A good second look might include not only a careful perusal and study of the arguments in the MRs but also an opportunity to hear wider, even inter-disciplinary, perspectives by way of the judicial processes of calendaring oral arguments and of inviting amicus curiae.  The latter judicial mechanisms have been standard in many important constitutional litigations of the past, but unfortunately not so far in Province of Sulu vs. Medialdea.  In the meantime that is the MR stage, can the “immediately executory” not instead be prudently put on hold?

A good second look might result in a better alternative — but just as “erudite” — reasoning and disposition on Sulu’s part in the BARMM.  After all, the ponente SAJ Leonen, when he was the GPH peace panel chair who successfully negotiated with the MILF for the breakthrough Framework Agreement on the Bangsamoro in 2012, repeatedly said that it can be worked out “within the flexibility of the 1987 Constitution.”  Or if this was something like chess, there can be better stratagems in (“gods”) saving, rather than sacrificing, the queen of the BARMM that is Sulu.
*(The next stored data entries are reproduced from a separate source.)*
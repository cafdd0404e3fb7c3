pub mod checkout;
pub mod customers;
pub mod dashboard;
pub mod error;
pub mod forms;
pub mod inventory;
pub mod validation;

pub use error::ServiceError;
For one, the stricken-down proviso in RA 11054 “That the provinces and cities of the present Autonomous Region in Muslim Mindanao shall vote as one geographical area” can instead be allowed based on at least two constitutional grounds. One is the very spirit, intent and purpose in creating one unifying autonomous region in Muslim Mindanao of which Sulu is a historically, culturally and socially integral part. Another is the more expansive constitutional autonomy framework of autonomous regions vis-à-vis the local autonomy framework of the other LGUs, as discussed in the Decision itself. In considering the local autonomy of LGUs and the right to suffrage of their constituents, we should consider not only that of one province but also, if not more so, that of its bigger (picture) autonomous region.  The non-diminution principle for autonomous regions pertains to not only its powers but also its territory. The big majority 89% “Yes” vote in the ARMM five provinces and the small majority 54% “No” vote in Sulu should occasion some pause.

U.S. Chief Justice Charles Evans Hughes said that “the Constitution is what the judges say it is…”  More precisely, what the Supreme Court says it is.  If the SC says, in the Decision, that “The relationship between the national government and the Bangsamoro is asymmetric,” then it is asymmetric.  But the SC cannot change history like that of Muslim Mindanao of which Sulu is integral, going back to the Sulu Sultanate that “can be traced as far back as [long before] the early days of imperialism.”  Dios mabalos.